● Exercise requirements: From the records below, set down exactly the lines starting with the line that contains "let valid = !tablet_id.is_empty()" and going on through the line that contains "let tablet_id = info.tablet_id.clone();". Nothing else is wanted.

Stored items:
//! Bridges between computed outputs and native parameters.
//!
//! A bridge is a volatile runtime object that carries a computed node's
//! output value into a native node's continuous parameter, or stands in as
//! the handshake for a trigger connection. Bridges are owned exclusively
//! by the [`BridgeManager`], keyed by (source, target, port), and never
//! outlive the connection that created them.
//!
//! The manager does not touch backends itself: pushing a value yields
//! [`BridgeEffect`]s that the session dispatches, which keeps backend
//! handles out of the bridge registry and lets instances be recreated
//! without invalidating bridges.

use crate::core::error::NodeId;
use crate::core::types::Value;
use crate::registry::NodeDomain;
use log::debug;

/// Identity of a bridge: one per (source, target, target port).
#[derive(Debug, Clone, PartialEq, Eq, Hash)]
pub struct BridgeKey {
    /// Source node (the side producing values).
    pub source: NodeId,
    /// Target node (the side consuming them).
    pub target: NodeId,
    /// Target port or parameter name, when the connection names one.
    pub port: Option<String>,
}

/// What a bridge carries.
#[derive(Debug, Clone, PartialEq)]
pub enum BridgeKind {
    /// Continuously-updated scalar feeding a named target parameter.
    Continuous { param: String },
    /// Constant-zero handshake; rising pushes dispatch a discrete action.
    Trigger { input: String },
}

/// A live bridge.
#[derive(Debug, Clone)]
pub struct Bridge {
    /// Registry key.
    pub key: BridgeKey,
    /// Continuous or trigger.
    pub kind: BridgeKind,
    /// Which source output feeds this bridge.
    pub source_output: String,
    /// Domain of the target node, fixed at creation.
    pub target_domain: NodeDomain,
    /// Last value pushed through the continuous stream.
    pub last_value: f64,
}

/// An action the session must take after a push.
#[derive(Debug, Clone, PartialEq)]
pub enum BridgeEffect {
    /// Set a native instance's continuous parameter.
    SetParam {
        target: NodeId,
        param: String,
        value: f64,
    },
    /// Rising edge into a single-shot native source: destroy and recreate.
    RestartSource { target: NodeId },
    /// Rising edge into a computed node: forward to its trigger path.
    ForwardTrigger {
        target: NodeId,
        input: String,
        value: Value,
    },
}

/// Owner of all live bridges.
#[derive(Debug, Default)]
pub struct BridgeManager {
    bridges: Vec<Bridge>,
}

impl BridgeManager {
    /// Create an empty manager.
    pub fn new() -> Self {
        Self::default()
    }

    /// Create a continuous bridge and return the effect applying its
    /// initial value (the source's current output).
    pub fn create_continuous(
        &mut self,
        source: NodeId,
        source_output: impl Into<String>,
        target: NodeId,
        param: impl Into<String>,
        initial: f64,
    ) -> BridgeEffect {
        let param = param.into();
        let bridge = Bridge {
            key: BridgeKey {
                source,
                target,
                port: Some(param.clone()),
            },
            kind: BridgeKind::Continuous {
                param: param.clone(),
            },
            source_output: source_output.into(),
            target_domain: NodeDomain::Native,
            last_value: initial,
        };
        debug!("bridge {} -> {}.{} created", source, target, param);
        self.bridges.push(bridge);
        BridgeEffect::SetParam {
            target,
            param,
            value: initial,
        }
    }

    /// Create a trigger bridge. Its stream value stays at zero; it exists
    /// as the connection handshake.
    pub fn create_trigger(
        &mut self,
        source: NodeId,
        source_output: impl Into<String>,
        target: NodeId,
        input: impl Into<String>,
        target_domain: NodeDomain,
    ) {
        let input = input.into();
        self.bridges.push(Bridge {
            key: BridgeKey {
                source,
                target,
                port: Some(input.clone()),
            },
            kind: BridgeKind::Trigger { input },
            source_output: source_output.into(),
            target_domain,
            last_value: 0.0,
        });
    }

    /// Push a changed source output into every bridge fed by it.
    ///
    /// Continuous bridges update their stream and emit a parameter write.
    /// Trigger bridges keep their zero stream; a value > 0 is a rising
    /// edge and dispatches by target domain.
    pub fn push_from_source(
        &mut self,
        source: NodeId,
        output: &str,
        value: &Value,
    ) -> Vec<BridgeEffect> {
        let mut effects = Vec::new();
        for bridge in self
            .bridges
            .iter_mut()
            .filter(|b| b.key.source == source && b.source_output == output)
        {
            match &bridge.kind {
                BridgeKind::Continuous { param } => {
                    if let Some(v) = value.as_f64() {
                        bridge.last_value = v;
                        effects.push(BridgeEffect::SetParam {
                            target: bridge.key.target,
                            param: param.clone(),
                            value: v,
                        });
                    }
                }
                BridgeKind::Trigger { input } => {
                    if value.is_rising() {
                        match bridge.target_domain {
                            NodeDomain::Native => effects.push(BridgeEffect::RestartSource {
                                target: bridge.key.target,
                            }),
                            NodeDomain::Computed => effects.push(BridgeEffect::ForwardTrigger {
                                target: bridge.key.target,
                                input: input.clone(),
                                value: value.clone(),
                            }),
                        }
                    }
                }
            }
        }
        effects
    }

    /// Re-emit the current value of a continuous bridge, if it exists.
    ///
    /// Used for the one deferred re-push after creation that covers the
    /// race between connection setup and output availability.
    pub fn repush(&self, source: NodeId, target: NodeId, port: &str) -> Option<BridgeEffect> {
        self.bridges
            .iter()
            .find(|b| {
                b.key.source == source && b.key.target == target && b.key.port.as_deref() == Some(port)
            })
            .and_then(|b| match &b.kind {
                BridgeKind::Continuous { param } => Some(BridgeEffect::SetParam {
                    target,
                    param: param.clone(),
                    value: b.last_value,
                }),
                BridgeKind::Trigger { .. } => None,
            })
    }

    /// Remove the bridge for a specific connection.
    pub fn remove(&mut self, source: NodeId, target: NodeId, port: &str) -> Option<Bridge> {
        let pos = self.bridges.iter().position(|b| {
            b.key.source == source && b.key.target == target && b.key.port.as_deref() == Some(port)
        })?;
        Some(self.bridges.remove(pos))
    }

    /// Remove every bridge mentioning a node, on node removal.
    pub fn remove_for_node(&mut self, node_id: NodeId) -> usize {
        let before = self.bridges.len();
        self.bridges
            .retain(|b| b.key.source != node_id && b.key.target != node_id);
        before - self.bridges.len()
    }

    /// All live bridges.
    pub fn bridges(&self) -> &[Bridge] {
        &self.bridges
    }

    /// Number of live bridges.
    pub fn len(&self) -> usize {
        self.bridges.len()
    }

    /// Whether no bridges exist.
    pub fn is_empty(&self) -> bool {
        self.bridges.is_empty()
    }

    /// Clear all bridges.
    pub fn clear(&mut self) {
        self.bridges.clear();
    }
}
use super::rowset::RowSet;
use super::Tablet;
use crate::error::Result;

use std::sync::atomic::{AtomicU64, Ordering};

/// Per-tablet operation counters.
#[derive(Debug, Default)]
pub struct TabletMetrics {
    pub rows_inserted: AtomicU64,
    pub rows_updated: AtomicU64,
    pub flushes: AtomicU64,
    pub compactions: AtomicU64,
    pub scans_started: AtomicU64,
}

#[derive(Debug, Clone, Copy, Default, PartialEq, Eq)]
pub struct MetricsSnapshot {
    pub rows_inserted: u64,
    pub rows_updated: u64,
    pub flushes: u64,
    pub compactions: u64,
    pub scans_started: u64,
}

impl TabletMetrics {
    pub fn snapshot(&self) -> MetricsSnapshot {
        MetricsSnapshot {
            rows_inserted: self.rows_inserted.load(Ordering::Relaxed),
            rows_updated: self.rows_updated.load(Ordering::Relaxed),
            flushes: self.flushes.load(Ordering::Relaxed),
            compactions: self.compactions.load(Ordering::Relaxed),
            scans_started: self.scans_started.load(Ordering::Relaxed),
        }
    }

    pub(crate) fn incr(counter: &AtomicU64) {
        counter.fetch_add(1, Ordering::Relaxed);
    }
}

/// Log the tablet's counters and layout
pub fn collect_metrics(tablet: &Tablet) -> Result<()> {
    let metrics = tablet.metrics().snapshot();
    let components = tablet.components();
    let rowset_count = components.rowsets.len();
    let rowset_sizes: Vec<usize> = components
        .rowsets
        .iter()
        .map(|rs| rs.estimated_size())
        .collect();

    tracing::info!(
        tablet_id = %tablet.tablet_id(),
        rows_inserted = metrics.rows_inserted,
        rows_updated = metrics.rows_updated,
        flushes = metrics.flushes,
        compactions = metrics.compactions,
        scans_started = metrics.scans_started,
        mrs_id = components.mrs.id(),
        mrs_size = tablet.mrs_size(),
        rowset_count,
        ?rowset_sizes,
        clock = tablet.clock().now().value(),
        "Tablet metrics"
    );

    Ok(())
}
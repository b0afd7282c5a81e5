//! Disk row set compaction.
//!
//! Compaction merges several disk row sets, with their deltas applied as of
//! an MVCC snapshot, into one new row set. Rows deleted as of the snapshot
//! are dropped. The hand-off to the output follows the same protocol as a
//! flush: a duplicating row set mirrors mutations into the output while
//! the mutations that raced the snapshot are reapplied, then the output is
//! committed and replaces its inputs.

use super::diskrowset::DiskRowSet;
use super::duplicating::DuplicatingRowSet;
use super::hooks::TabletHooks;
use super::iterator::MergeIterator;
use super::metadata::MetadataEdit;
use super::metrics::TabletMetrics;
use super::rowset::RowSet;
use super::Tablet;
use crate::error::Result;

use itertools::Itertools as _;
use std::sync::Arc;

#[derive(Debug, Clone, Copy, PartialEq, Eq, Default)]
pub enum CompactionMode {
    /// Compact only when the policy's minimum number of row sets is reached.
    #[default]
    Normal,
    /// Merge every disk row set, even a single one.
    ForceAll,
}

pub fn needs_compaction(tablet: &Tablet) -> bool {
    !select_inputs(tablet, CompactionMode::Normal).is_empty()
}

/// Pick the row sets to merge: for a normal compaction the smallest ones,
/// at most `max_rowsets` of them.
fn select_inputs(tablet: &Tablet, mode: CompactionMode) -> Vec<Arc<DiskRowSet>> {
    let config = &tablet.config.compaction;
    let rowsets = tablet.components().disk_rowsets();
    match mode {
        CompactionMode::ForceAll => rowsets,
        CompactionMode::Normal => {
            if rowsets.len() < config.min_rowsets.max(2) {
                return Vec::new();
            }
            rowsets
                .into_iter()
                .sorted_by_key(|rs| rs.estimated_size())
                .take(config.max_rowsets.max(2))
                .collect()
        }
    }
}

pub(crate) fn compact(tablet: &Tablet, mode: CompactionMode) -> Result<()> {
    tablet.check_open()?;
    let _maintenance = tablet.maintenance.lock();
    tablet.check_maintenance()?;

    let inputs = select_inputs(tablet, mode);
    if inputs.is_empty() {
        return Ok(());
    }
    let input_ids = inputs.iter().map(|rs| rs.id()).collect_vec();
    tracing::info!(
        tablet_id = %tablet.tablet_id(),
        ?mode,
        inputs = ?input_ids,
        "Starting compaction"
    );

    let hooks = tablet.hooks();
    let output_id = tablet.allocate_rowset_id();
    let output = match write_output(tablet, &hooks, &inputs, output_id) {
        Ok(written) => written,
        Err(e) => {
            let path = DiskRowSet::base_path(&tablet.rowset_dir(), output_id);
            if let Err(remove_err) = std::fs::remove_file(&path) {
                if remove_err.kind() != std::io::ErrorKind::NotFound {
                    tracing::warn!(path = %path.display(), error = %remove_err, "Failed to remove compaction output");
                }
            }
            return Err(e);
        }
    };

    if let Err(e) = hand_off(tablet, &hooks, &inputs, output) {
        tablet.fence_maintenance("compaction", &e);
        return Err(e);
    }
    TabletMetrics::incr(&tablet.metrics.compactions);
    Ok(())
}

struct CompactionOutput {
    rowset: Arc<DiskRowSet>,
    snapshot: crate::mvcc::MvccSnapshot,
}

fn write_output(
    tablet: &Tablet,
    hooks: &TabletHooks,
    inputs: &[Arc<DiskRowSet>],
    output_id: u64,
) -> Result<CompactionOutput> {
    let snapshot = tablet.mvcc.take_snapshot();
    tracing::debug!(tablet_id = %tablet.tablet_id(), %snapshot, "Took compaction snapshot");
    hooks.common.post_take_mvcc_snapshot()?;

    let iterators = inputs
        .iter()
        .map(|rs| rs.clone().iter(snapshot.clone()))
        .collect::<Result<Vec<_>>>()?;
    let merged = MergeIterator::new(iterators);
    hooks.compaction.post_select_iterators()?;

    let rowset = Arc::new(DiskRowSet::write(&tablet.rowset_dir(), output_id, merged)?);
    hooks.common.post_write_snapshot()?;
    Ok(CompactionOutput { rowset, snapshot })
}

fn hand_off(
    tablet: &Tablet,
    hooks: &TabletHooks,
    inputs: &[Arc<DiskRowSet>],
    output: CompactionOutput,
) -> Result<()> {
    let CompactionOutput { rowset, snapshot } = output;

    let old: Vec<Arc<dyn RowSet>> = inputs
        .iter()
        .map(|rs| rs.clone() as Arc<dyn RowSet>)
        .collect();
    let duplicating: Arc<dyn RowSet> = Arc::new(DuplicatingRowSet::new(old.clone(), rowset.clone()));
    let boundary = tablet.swap_rowsets(&old, duplicating.clone());
    tablet.mvcc.wait_for_all_committed_before(boundary);
    hooks.common.post_swap_in_duplicating_rowset()?;

    let mut missed = 0;
    for input in inputs {
        for mutation in input.mutations_where(|ts| !snapshot.is_committed(ts) && ts < boundary) {
            rowset.mirror(&mutation.key, mutation.ts, &mutation.change)?;
            missed += 1;
        }
    }
    tracing::debug!(tablet_id = %tablet.tablet_id(), rowset_id = rowset.id(), missed, "Reapplied missed deltas");
    hooks.common.post_reupdate_missed_deltas()?;

    rowset.flush_deltas(&tablet.mvcc)?;
    tablet.check_maintenance()?;
    tablet.metadata.commit(MetadataEdit::Compaction {
        removed: inputs.iter().map(|rs| rs.id()).collect(),
        added: rowset.meta(),
        next_rowset_id: tablet.peek_next_rowset_id(),
        clock: tablet.clock().now(),
    })?;

    tablet.swap_rowsets(&[duplicating], rowset.clone());
    // Scanners still holding an input keep reading its loaded rows.
    for input in inputs {
        input.delete_files();
    }
    hooks.common.post_swap_new_rowset()?;

    tracing::info!(
        tablet_id = %tablet.tablet_id(),
        rowset_id = rowset.id(),
        inputs = inputs.len(),
        rows = rowset.row_count(),
        "Compaction finished"
    );
    Ok(())
}

#[cfg(test)]
mod tests {
    use super::super::test_util::*;
    use super::*;
    use crate::config::{CompactionConfig, TabletConfig};
    use crate::schema::Value;
    use crate::tablet::{RowOp, TabletInfo};
    use tempfile::TempDir;

    fn flushed_rowsets(tablet: &Tablet, first: u32, count: u32) -> Result<()> {
        for i in first..first + count {
            assert!(insert(tablet, i * 2, i)?.is_ok());
            assert!(insert(tablet, i * 2 + 1, i)?.is_ok());
            tablet.flush()?;
        }
        Ok(())
    }

    #[test]
    fn test_normal_compaction_needs_min_rowsets() -> Result<()> {
        let dir = TempDir::new()?;
        let tablet = Tablet::create(
            TabletConfig::new(dir.path()).compaction(CompactionConfig {
                min_rowsets: 3,
                max_rowsets: 8,
            }),
            TabletInfo {
                tablet_id: "t".to_string(),
                table_id: "t".to_string(),
                table_name: "t".to_string(),
                start_key: Vec::new(),
                end_key: Vec::new(),
                schema: test_schema(),
            },
        )?;

        flushed_rowsets(&tablet, 0, 2)?;
        assert!(!tablet.needs_compaction());
        tablet.compact(CompactionMode::Normal)?;
        assert_eq!(tablet.num_rowsets(), 2);

        flushed_rowsets(&tablet, 2, 1)?;
        assert_eq!(tablet.num_rowsets(), 3);
        assert!(tablet.needs_compaction());
        tablet.compact(CompactionMode::Normal)?;
        assert_eq!(tablet.num_rowsets(), 1);
        assert_eq!(tablet.metrics().snapshot().compactions, 1);
        Ok(())
    }

    #[test]
    fn test_force_all_drops_deleted_rows() -> Result<()> {
        let dir = TempDir::new()?;
        let tablet = create_test_tablet(dir.path())?;
        for k in 1..=4 {
            insert(&tablet, k, k)?;
        }
        tablet.flush()?;
        tablet.write(
            &test_schema(),
            vec![RowOp::Mutate {
                key: vec![Value::UInt32(2)],
                mutation: crate::encoding::mutation::ClientMutation::Delete,
            }],
        )?;
        update(&tablet, 3, 30)?;

        tablet.compact(CompactionMode::ForceAll)?;
        let rowsets = tablet.components().disk_rowsets();
        assert_eq!(rowsets.len(), 1);
        assert_eq!(rowsets[0].row_count(), 3);
        assert_eq!(scan_pairs(&tablet)?, vec![(1, 1), (3, 30), (4, 4)]);

        drop(rowsets);
        drop(tablet);
        let tablet = Tablet::open(TabletConfig::new(dir.path()))?;
        assert_eq!(scan_pairs(&tablet)?, vec![(1, 1), (3, 30), (4, 4)]);
        Ok(())
    }
}
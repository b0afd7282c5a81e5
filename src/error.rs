use std::io;
use thiserror::Error;

pub type Result<T> = std::result::Result<T, Error>;

/// Errors produced by the tablet engine and the tablet server surface.
///
/// The first group maps one-to-one onto the application error codes handed
/// back to clients (see [`Error::code`]). The second group covers internal
/// failures that surface as RPC-level errors.
#[derive(Debug, Error)]
pub enum Error {
    #[error("Mismatched schema: {0}")]
    MismatchedSchema(String),

    #[error("Invalid schema: {0}")]
    InvalidSchema(String),

    #[error("Invalid mutation: {0}")]
    InvalidMutation(String),

    #[error("Already present: {0}")]
    AlreadyPresent(String),

    #[error("Not found: {0}")]
    NotFound(String),

    #[error("Invalid mutation type: {0}")]
    InvalidMutationType(String),

    #[error("Illegal reinsert: {0}")]
    IllegalReinsert(String),

    #[error("Scanner expired: {0}")]
    ScannerExpired(String),

    #[error("Tablet already exists: {0}")]
    TabletAlreadyExists(String),

    #[error("Tablet not found: {0}")]
    TabletNotFound(String),

    #[error("Invalid config: {0}")]
    InvalidConfig(String),

    #[error("I/O error: {0}")]
    Io(#[from] io::Error),

    #[error("Corruption: {0}")]
    Corruption(String),

    #[error("Invalid data: {0}")]
    InvalidData(String),

    #[error("Invalid state: {0}")]
    InvalidState(String),

    #[error("Invalid argument: {0}")]
    InvalidArgument(String),

    #[error("Encoding error: {0}")]
    Encoding(String),

    #[error("Tablet is shut down")]
    ShutDown,
}

/// Application error codes reported back to clients.
#[derive(Debug, Clone, Copy, PartialEq, Eq, Hash)]
pub enum TabletServerErrorCode {
    MismatchedSchema,
    InvalidSchema,
    InvalidMutation,
    AlreadyPresent,
    NotFound,
    InvalidMutationType,
    IllegalReinsert,
    ScannerExpired,
    TabletAlreadyExists,
    TabletNotFound,
    InvalidConfig,
}

impl Error {
    /// The client-facing error code, or `None` for internal failures.
    pub fn code(&self) -> Option<TabletServerErrorCode> {
        use TabletServerErrorCode as Code;
        match self {
            Error::MismatchedSchema(_) => Some(Code::MismatchedSchema),
            Error::InvalidSchema(_) => Some(Code::InvalidSchema),
            Error::InvalidMutation(_) => Some(Code::InvalidMutation),
            Error::AlreadyPresent(_) => Some(Code::AlreadyPresent),
            Error::NotFound(_) => Some(Code::NotFound),
            Error::InvalidMutationType(_) => Some(Code::InvalidMutationType),
            Error::IllegalReinsert(_) => Some(Code::IllegalReinsert),
            Error::ScannerExpired(_) => Some(Code::ScannerExpired),
            Error::TabletAlreadyExists(_) => Some(Code::TabletAlreadyExists),
            Error::TabletNotFound(_) => Some(Code::TabletNotFound),
            Error::InvalidConfig(_) => Some(Code::InvalidConfig),
            Error::Io(_)
            | Error::Corruption(_)
            | Error::InvalidData(_)
            | Error::InvalidState(_)
            | Error::InvalidArgument(_)
            | Error::Encoding(_)
            | Error::ShutDown => None,
        }
    }
}
//! Owns the tablets hosted in one data directory.
//!
//! ```text
//! <dir>/
//!   tabletstore.lock
//!   tablets/
//!     <tablet_id>/      one Tablet directory each
//! ```

use crate::config::ServerConfig;
use crate::error::Result;
use crate::flock::FileLock;
use crate::tablet::{Tablet, TabletInfo, TabletMetadata};
use crate::Error;

use parking_lot::RwLock;
use std::collections::HashMap;
use std::path::PathBuf;
use std::sync::Arc;

const LOCK_FILE: &str = "tabletstore.lock";

pub struct TabletManager {
    config: ServerConfig,
    tablets: RwLock<HashMap<String, Arc<Tablet>>>,
    _lock: FileLock,
}

impl TabletManager {
    /// Lock the data directory and bootstrap every tablet found in it.
    pub fn open(config: ServerConfig) -> Result<Self> {
        let tablets_dir = config.tablets_dir();
        std::fs::create_dir_all(&tablets_dir)?;
        let lock = FileLock::lock(config.dir.join(LOCK_FILE))?;

        let mut tablets = HashMap::new();
        for entry in std::fs::read_dir(&tablets_dir)? {
            let path = entry?.path();
            if !path.is_dir() || !TabletMetadata::exists(&path) {
                tracing::warn!(path = %path.display(), "Skipping directory without tablet metadata");
                continue;
            }
            let tablet = Tablet::open(config.tablet.with_dir(&path))?;
            tracing::info!(tablet_id = %tablet.tablet_id(), "Opened tablet");
            tablets.insert(tablet.tablet_id().to_string(), Arc::new(tablet));
        }

        tracing::info!(
            dir = %config.dir.display(),
            tablets = tablets.len(),
            "Tablet manager started"
        );
        Ok(Self {
            config,
            tablets: RwLock::new(tablets),
            _lock: lock,
        })
    }

    pub fn config(&self) -> &ServerConfig {
        &self.config
    }

    fn tablet_dir(&self, tablet_id: &str) -> Result<PathBuf> {
        let valid = !tablet_id.is_empty()
            && tablet_id != "."
            && tablet_id != ".."
            && !tablet_id.contains(['/', '\\']);
        if !valid {
            return Err(Error::InvalidArgument(format!(
                "Invalid tablet id {:?}",
                tablet_id
            )));
        }
        Ok(self.config.tablets_dir().join(tablet_id))
    }

    pub fn create_tablet(&self, info: TabletInfo) -> Result<Arc<Tablet>> {
        let dir = self.tablet_dir(&info.tablet_id)?;
        let mut tablets = self.tablets.write();
        if tablets.contains_key(&info.tablet_id) {
            return Err(Error::TabletAlreadyExists(info.tablet_id));
        }

        let tablet_id = info.tablet_id.clone();
        let tablet = Arc::new(Tablet::create(self.config.tablet.with_dir(dir), info)?);
        tablets.insert(tablet_id.clone(), tablet.clone());
        tracing::info!(tablet_id = %tablet_id, "Created tablet");
        Ok(tablet)
    }

    /// Shut the tablet down and delete its directory.
    pub fn delete_tablet(&self, tablet_id: &str) -> Result<()> {
        let tablet = self
            .tablets
            .write()
            .remove(tablet_id)
            .ok_or_else(|| Error::TabletNotFound(tablet_id.to_string()))?;

        tablet.shutdown()?;
        std::fs::remove_dir_all(tablet.dir())?;
        tracing::info!(tablet_id, "Deleted tablet");
        Ok(())
    }

    pub fn lookup(&self, tablet_id: &str) -> Result<Arc<Tablet>> {
        self.tablets
            .read()
            .get(tablet_id)
            .cloned()
            .ok_or_else(|| Error::TabletNotFound(tablet_id.to_string()))
    }

    pub fn tablets(&self) -> Vec<Arc<Tablet>> {
        self.tablets.read().values().cloned().collect()
    }

    pub fn tablet_ids(&self) -> Vec<String> {
        let mut ids: Vec<String> = self.tablets.read().keys().cloned().collect();
        ids.sort();
        ids
    }

    pub fn shutdown(&self) -> Result<()> {
        for tablet in self.tablets() {
            tablet.shutdown()?;
        }
        Ok(())
    }
}

#[cfg(test)]
mod tests {
    use super::*;
    use crate::schema::{DataType, SchemaBuilder};
    use tempfile::TempDir;

    fn info(tablet_id: &str) -> Result<TabletInfo> {
        Ok(TabletInfo {
            tablet_id: tablet_id.to_string(),
            table_id: "table".to_string(),
            table_name: "table".to_string(),
            start_key: Vec::new(),
            end_key: Vec::new(),
            schema: SchemaBuilder::new()
                .add_key_column("key", DataType::UInt32)
                .build()?,
        })
    }

    #[test]
    fn test_create_lookup_delete() -> Result<()> {
        let dir = TempDir::new()?;
        let manager = TabletManager::open(ServerConfig::new(dir.path()))?;

        manager.create_tablet(info("a")?)?;
        assert!(matches!(
            manager.create_tablet(info("a")?),
            Err(Error::TabletAlreadyExists(_))
        ));
        assert_eq!(manager.lookup("a")?.tablet_id(), "a");
        assert!(matches!(manager.lookup("b"), Err(Error::TabletNotFound(_))));

        manager.delete_tablet("a")?;
        assert!(matches!(manager.delete_tablet("a"), Err(Error::TabletNotFound(_))));
        assert!(!manager.config().tablets_dir().join("a").exists());
        Ok(())
    }

    #[test]
    fn test_tablets_survive_restart() -> Result<()> {
        let dir = TempDir::new()?;
        {
            let manager = TabletManager::open(ServerConfig::new(dir.path()))?;
            manager.create_tablet(info("a")?)?;
            manager.create_tablet(info("b")?)?;
            assert!(TabletManager::open(ServerConfig::new(dir.path())).is_err());
        }

        let manager = TabletManager::open(ServerConfig::new(dir.path()))?;
        assert_eq!(manager.tablet_ids(), vec!["a".to_string(), "b".to_string()]);
        Ok(())
    }

    #[test]
    fn test_rejects_path_like_ids() -> Result<()> {
        let dir = TempDir::new()?;
        let manager = TabletManager::open(ServerConfig::new(dir.path()))?;
        assert!(matches!(
            manager.create_tablet(info("../escape")?),
            Err(Error::InvalidArgument(_))
        ));
        Ok(())
    }
}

● Reply to the task:
        let valid = !tablet_id.is_empty()
            && tablet_id != "."
            && tablet_id != ".."
            && !tablet_id.contains(['/', '\\']);
        if !valid {
            return Err(Error::InvalidArgument(format!(
                "Invalid tablet id {:?}",
                tablet_id
            )));
        }
        Ok(self.config.tablets_dir().join(tablet_id))
    }

    pub fn create_tablet(&self, info: TabletInfo) -> Result<Arc<Tablet>> {
        let dir = self.tablet_dir(&info.tablet_id)?;
        let mut tablets = self.tablets.write();
        if tablets.contains_key(&info.tablet_id) {
            return Err(Error::TabletAlreadyExists(info.tablet_id));
        }

        let tablet_id = info.tablet_id.clone();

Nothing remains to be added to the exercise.